Just what do marketers really expect from their media investments as we move deeper into the 21st century?

After a golden age of branding in advertising, where budgets for media and production soared while proliferation of media forms and formats caused even greater dispersion of audience, just what do advertisers expect from the advertising they commit? Does the average person really care about "brand," or is "brand" just something advertising and marketing people invented to ascribe ephemeral meaning to weak correlative discernments made in the wake of advertising committed for products that are really commodities, and to which no real action can be ascribed?

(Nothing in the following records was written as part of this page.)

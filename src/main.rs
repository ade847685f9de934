//! planeo - HTTP Server Entry Point
//!
//! Starts the HTTP server that exposes the planner API.

use planeo::{api, config::Config};
use tracing::info;
use tracing_subscriber::{layer::SubscriberExt, util::SubscriberInitExt};

#[tokio::main]
async fn main() -> anyhow::Result<()> {
    // Initialize logging
    tracing_subscriber::registry()
        .with(
            tracing_subscriber::EnvFilter::try_from_default_env()
                .unwrap_or_else(|_| "planeo=debug,tower_http=debug".into()),
        )
        .with(tracing_subscriber::fmt::layer())
        .init();

    // Load configuration
    let config = Config::from_env()?;
    info!(
        "Loaded configuration: data_dir={}, dev_mode={}",
        config.data_dir.display(),
        config.dev_mode
    );

    // Start HTTP server
    api::serve(config).await?;

    Ok(())
}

Should media play the role of a cheap, yet constant reminder to the consumer for the purposes of getting that short term sale; or does media have a deeper, more sublime role to play in creating union between our lives and the lives of the products we engage?

Online folks scramble every couple of weeks to find a different reason why advertisers aren't spending greater sums of money online and then come up with what they think might be a solution.

But have we asked them WHAT WOULD YOU LIKE YOUR MEDIA TO DO? WHAT WOULD YOU LIKE "THIS" MEDIA TO DO?